Data
■ ■ ■

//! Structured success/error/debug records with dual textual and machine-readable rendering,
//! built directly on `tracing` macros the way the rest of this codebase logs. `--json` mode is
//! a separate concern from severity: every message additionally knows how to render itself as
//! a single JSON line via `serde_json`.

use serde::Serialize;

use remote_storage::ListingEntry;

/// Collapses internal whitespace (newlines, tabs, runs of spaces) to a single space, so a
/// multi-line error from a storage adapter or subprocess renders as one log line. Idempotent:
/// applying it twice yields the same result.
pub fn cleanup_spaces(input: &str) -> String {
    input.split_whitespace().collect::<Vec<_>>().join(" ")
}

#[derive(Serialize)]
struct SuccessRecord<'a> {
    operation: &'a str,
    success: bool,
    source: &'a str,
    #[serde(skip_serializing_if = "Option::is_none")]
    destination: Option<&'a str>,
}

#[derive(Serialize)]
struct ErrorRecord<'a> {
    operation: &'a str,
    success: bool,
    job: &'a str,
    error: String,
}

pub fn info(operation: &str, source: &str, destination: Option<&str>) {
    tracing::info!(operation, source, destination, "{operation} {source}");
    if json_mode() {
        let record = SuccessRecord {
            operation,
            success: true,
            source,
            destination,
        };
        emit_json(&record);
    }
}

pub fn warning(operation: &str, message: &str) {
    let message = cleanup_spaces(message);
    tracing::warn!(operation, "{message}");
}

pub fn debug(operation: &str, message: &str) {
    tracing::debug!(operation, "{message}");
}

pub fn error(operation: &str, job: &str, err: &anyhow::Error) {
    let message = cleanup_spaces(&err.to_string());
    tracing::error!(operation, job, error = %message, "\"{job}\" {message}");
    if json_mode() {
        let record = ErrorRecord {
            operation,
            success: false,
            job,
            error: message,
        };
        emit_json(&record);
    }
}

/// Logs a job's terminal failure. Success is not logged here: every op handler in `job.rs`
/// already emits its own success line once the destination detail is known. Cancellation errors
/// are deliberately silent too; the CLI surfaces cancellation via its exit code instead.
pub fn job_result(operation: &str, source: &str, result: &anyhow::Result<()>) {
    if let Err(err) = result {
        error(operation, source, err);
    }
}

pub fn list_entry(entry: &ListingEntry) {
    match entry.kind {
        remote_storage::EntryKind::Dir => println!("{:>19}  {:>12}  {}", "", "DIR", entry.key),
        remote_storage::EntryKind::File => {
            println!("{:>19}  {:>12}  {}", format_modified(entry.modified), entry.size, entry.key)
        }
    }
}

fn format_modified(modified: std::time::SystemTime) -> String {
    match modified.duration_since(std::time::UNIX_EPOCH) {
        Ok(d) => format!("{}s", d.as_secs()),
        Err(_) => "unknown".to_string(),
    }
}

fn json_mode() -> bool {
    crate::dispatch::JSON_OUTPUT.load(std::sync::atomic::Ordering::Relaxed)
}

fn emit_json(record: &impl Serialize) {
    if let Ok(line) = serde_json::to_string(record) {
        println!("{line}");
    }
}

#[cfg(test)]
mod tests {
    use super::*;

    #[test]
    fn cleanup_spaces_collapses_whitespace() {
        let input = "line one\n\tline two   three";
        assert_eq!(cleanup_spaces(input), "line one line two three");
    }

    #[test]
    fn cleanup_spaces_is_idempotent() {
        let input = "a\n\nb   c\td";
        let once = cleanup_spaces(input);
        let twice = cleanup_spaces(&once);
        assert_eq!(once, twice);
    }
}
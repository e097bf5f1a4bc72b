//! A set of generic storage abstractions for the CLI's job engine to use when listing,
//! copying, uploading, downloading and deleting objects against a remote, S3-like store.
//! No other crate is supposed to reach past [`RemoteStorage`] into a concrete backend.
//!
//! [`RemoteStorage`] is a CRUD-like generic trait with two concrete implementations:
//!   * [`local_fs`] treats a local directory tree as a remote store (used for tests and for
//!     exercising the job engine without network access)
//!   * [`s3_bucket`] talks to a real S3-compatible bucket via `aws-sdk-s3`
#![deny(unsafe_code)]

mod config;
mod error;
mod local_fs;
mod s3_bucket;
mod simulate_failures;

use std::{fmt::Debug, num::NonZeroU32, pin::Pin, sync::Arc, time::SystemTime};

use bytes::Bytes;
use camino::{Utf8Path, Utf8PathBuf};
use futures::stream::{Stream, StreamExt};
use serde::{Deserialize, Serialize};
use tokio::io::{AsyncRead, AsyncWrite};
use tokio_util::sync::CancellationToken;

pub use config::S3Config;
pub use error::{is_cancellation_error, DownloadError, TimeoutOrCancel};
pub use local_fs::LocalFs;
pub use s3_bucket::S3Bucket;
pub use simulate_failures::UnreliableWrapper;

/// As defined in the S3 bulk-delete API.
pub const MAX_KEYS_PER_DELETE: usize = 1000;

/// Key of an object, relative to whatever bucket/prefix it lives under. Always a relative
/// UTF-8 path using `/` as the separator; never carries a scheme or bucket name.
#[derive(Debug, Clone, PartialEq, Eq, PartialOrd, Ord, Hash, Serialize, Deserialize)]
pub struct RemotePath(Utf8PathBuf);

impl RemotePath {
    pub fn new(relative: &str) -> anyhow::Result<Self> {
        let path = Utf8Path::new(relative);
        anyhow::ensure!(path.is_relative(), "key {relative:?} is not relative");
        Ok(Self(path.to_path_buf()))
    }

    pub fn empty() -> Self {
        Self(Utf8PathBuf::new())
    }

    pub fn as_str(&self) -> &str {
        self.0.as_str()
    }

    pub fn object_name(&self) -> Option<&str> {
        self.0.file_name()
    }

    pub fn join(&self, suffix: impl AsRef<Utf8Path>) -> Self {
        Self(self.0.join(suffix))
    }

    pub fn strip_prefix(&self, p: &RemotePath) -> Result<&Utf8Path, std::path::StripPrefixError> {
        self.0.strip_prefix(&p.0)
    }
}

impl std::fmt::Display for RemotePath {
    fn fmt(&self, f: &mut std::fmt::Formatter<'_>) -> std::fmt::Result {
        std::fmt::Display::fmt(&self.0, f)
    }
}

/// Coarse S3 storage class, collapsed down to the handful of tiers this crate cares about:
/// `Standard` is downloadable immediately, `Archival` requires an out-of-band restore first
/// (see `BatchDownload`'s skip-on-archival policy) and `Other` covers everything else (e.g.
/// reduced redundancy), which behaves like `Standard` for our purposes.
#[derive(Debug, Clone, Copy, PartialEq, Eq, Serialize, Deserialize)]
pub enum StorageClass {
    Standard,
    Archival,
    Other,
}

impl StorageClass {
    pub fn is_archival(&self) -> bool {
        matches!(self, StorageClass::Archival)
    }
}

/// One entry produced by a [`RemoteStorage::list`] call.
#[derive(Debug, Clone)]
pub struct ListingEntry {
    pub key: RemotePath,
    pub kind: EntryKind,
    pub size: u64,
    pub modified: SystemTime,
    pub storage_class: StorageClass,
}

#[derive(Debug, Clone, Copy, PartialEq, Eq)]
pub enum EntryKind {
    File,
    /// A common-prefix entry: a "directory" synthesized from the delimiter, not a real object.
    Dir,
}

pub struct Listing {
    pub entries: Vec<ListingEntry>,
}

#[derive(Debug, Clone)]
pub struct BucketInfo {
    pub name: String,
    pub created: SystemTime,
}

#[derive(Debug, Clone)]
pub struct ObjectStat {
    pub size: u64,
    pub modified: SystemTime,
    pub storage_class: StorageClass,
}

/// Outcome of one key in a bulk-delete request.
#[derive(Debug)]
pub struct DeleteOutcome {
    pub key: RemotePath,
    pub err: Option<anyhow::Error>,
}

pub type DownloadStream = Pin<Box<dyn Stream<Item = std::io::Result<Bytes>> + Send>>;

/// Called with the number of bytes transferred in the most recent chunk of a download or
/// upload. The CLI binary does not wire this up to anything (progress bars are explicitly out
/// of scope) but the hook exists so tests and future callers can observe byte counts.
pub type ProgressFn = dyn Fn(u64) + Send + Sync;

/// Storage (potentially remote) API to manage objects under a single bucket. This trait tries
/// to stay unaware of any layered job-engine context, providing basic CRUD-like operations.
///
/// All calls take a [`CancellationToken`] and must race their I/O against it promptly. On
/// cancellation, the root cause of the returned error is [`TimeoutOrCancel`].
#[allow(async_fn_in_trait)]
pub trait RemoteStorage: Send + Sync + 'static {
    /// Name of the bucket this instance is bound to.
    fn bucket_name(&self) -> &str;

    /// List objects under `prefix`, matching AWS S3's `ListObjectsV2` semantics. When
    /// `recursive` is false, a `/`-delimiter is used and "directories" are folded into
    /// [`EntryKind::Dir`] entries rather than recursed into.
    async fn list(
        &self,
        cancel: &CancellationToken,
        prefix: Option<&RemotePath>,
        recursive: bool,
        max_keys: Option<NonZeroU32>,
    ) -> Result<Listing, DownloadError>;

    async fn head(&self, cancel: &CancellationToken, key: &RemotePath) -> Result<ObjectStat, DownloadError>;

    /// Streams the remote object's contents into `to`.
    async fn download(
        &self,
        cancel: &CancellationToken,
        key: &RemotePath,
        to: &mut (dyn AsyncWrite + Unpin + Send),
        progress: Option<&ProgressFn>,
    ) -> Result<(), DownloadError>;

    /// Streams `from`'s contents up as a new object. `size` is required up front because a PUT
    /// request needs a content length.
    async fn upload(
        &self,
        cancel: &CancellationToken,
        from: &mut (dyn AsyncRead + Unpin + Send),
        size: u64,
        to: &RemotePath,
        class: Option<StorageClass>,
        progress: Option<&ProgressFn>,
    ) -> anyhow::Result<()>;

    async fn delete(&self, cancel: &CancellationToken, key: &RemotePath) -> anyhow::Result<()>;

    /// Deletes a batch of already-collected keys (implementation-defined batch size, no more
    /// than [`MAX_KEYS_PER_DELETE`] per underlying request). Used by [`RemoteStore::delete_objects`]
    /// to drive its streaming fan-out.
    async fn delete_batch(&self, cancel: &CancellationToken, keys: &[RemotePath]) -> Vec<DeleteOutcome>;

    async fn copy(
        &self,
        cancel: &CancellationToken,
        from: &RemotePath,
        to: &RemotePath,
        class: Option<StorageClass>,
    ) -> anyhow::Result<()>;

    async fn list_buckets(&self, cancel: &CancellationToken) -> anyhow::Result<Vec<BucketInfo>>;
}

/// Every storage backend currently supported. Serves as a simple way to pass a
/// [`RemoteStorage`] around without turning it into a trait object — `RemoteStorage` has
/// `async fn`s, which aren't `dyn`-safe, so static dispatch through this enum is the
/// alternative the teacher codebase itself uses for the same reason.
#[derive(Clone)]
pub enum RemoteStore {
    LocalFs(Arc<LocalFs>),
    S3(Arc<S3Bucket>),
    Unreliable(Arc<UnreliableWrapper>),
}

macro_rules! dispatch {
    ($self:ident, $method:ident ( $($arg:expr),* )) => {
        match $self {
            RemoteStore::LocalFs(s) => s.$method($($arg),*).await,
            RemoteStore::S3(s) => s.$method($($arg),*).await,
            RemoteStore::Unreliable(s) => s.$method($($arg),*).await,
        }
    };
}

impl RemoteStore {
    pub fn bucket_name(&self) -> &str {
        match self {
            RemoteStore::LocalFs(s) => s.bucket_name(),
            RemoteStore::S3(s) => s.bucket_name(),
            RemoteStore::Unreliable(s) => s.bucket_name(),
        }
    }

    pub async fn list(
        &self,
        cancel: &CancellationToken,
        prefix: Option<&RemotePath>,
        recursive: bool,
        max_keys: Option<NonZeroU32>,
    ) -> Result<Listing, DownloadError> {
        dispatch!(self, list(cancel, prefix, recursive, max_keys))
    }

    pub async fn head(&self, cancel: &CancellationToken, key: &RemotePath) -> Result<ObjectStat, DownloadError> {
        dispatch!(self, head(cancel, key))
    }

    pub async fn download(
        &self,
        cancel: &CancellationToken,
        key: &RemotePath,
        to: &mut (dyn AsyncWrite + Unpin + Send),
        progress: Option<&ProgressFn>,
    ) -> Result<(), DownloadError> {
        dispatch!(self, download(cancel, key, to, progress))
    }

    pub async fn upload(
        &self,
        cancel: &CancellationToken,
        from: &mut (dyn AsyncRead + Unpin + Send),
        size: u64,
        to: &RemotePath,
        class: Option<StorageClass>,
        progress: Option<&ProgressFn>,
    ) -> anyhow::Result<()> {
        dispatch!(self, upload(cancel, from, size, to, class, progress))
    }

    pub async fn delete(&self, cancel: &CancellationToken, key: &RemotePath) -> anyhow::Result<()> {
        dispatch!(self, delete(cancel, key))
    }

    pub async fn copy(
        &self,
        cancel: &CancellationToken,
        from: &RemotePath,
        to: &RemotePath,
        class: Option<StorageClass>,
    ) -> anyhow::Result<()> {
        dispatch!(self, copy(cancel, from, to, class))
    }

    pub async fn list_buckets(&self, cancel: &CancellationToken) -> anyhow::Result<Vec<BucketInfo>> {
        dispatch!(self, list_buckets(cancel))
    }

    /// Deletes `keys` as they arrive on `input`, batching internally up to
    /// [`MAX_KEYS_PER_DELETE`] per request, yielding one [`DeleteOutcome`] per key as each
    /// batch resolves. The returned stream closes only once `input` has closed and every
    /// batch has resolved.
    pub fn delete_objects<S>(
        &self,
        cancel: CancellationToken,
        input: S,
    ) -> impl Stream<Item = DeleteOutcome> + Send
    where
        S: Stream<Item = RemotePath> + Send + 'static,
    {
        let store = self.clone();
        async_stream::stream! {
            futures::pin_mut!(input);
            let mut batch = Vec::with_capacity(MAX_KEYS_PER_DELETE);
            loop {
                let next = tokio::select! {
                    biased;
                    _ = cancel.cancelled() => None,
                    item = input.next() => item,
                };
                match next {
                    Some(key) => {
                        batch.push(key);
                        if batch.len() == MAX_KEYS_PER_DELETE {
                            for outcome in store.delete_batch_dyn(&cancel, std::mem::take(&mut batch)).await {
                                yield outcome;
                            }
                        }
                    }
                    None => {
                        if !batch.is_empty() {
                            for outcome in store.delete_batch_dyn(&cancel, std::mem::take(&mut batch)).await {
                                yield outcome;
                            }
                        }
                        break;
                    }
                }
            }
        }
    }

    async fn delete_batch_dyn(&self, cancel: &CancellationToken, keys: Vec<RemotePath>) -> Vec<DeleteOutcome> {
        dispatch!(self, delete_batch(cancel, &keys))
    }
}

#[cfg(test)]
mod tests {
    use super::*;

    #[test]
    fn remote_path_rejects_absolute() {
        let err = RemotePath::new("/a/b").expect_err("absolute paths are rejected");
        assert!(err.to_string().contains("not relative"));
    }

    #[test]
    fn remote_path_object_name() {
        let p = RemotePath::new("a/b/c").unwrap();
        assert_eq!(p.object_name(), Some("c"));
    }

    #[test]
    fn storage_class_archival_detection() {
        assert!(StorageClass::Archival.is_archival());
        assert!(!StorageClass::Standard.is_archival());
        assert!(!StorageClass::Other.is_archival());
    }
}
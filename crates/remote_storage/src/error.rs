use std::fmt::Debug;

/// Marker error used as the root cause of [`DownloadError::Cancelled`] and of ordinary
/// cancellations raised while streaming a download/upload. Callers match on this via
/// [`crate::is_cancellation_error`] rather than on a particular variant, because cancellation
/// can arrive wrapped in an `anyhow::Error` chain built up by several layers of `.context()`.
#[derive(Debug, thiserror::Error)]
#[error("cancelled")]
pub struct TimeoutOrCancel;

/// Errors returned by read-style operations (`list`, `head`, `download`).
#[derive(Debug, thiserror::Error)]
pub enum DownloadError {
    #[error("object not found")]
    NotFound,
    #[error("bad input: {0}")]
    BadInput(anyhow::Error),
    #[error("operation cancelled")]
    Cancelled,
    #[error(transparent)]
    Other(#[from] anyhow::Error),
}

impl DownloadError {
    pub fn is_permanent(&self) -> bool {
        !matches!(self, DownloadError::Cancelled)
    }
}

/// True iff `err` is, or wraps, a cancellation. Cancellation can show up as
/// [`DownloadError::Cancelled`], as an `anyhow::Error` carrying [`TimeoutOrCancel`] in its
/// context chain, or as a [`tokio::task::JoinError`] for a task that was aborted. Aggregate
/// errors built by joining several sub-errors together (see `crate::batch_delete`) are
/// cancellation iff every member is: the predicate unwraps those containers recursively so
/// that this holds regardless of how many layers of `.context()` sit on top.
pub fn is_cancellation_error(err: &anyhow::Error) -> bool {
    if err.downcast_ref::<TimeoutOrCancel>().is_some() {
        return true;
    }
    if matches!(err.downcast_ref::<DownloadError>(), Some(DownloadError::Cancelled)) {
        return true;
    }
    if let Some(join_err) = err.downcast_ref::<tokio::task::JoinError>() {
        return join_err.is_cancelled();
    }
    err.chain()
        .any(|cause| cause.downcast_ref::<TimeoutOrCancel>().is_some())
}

■ ■ ■

Task prompt
Your answer must be the lines above, unchanged, from the first one through the line that holds "render itself as", inclusive, and no others.

Written answer
//! Structured success/error/debug records with dual textual and machine-readable rendering,
//! built directly on `tracing` macros the way the rest of this codebase logs. `--json` mode is
//! a separate concern from severity: every message additionally knows how to render itself as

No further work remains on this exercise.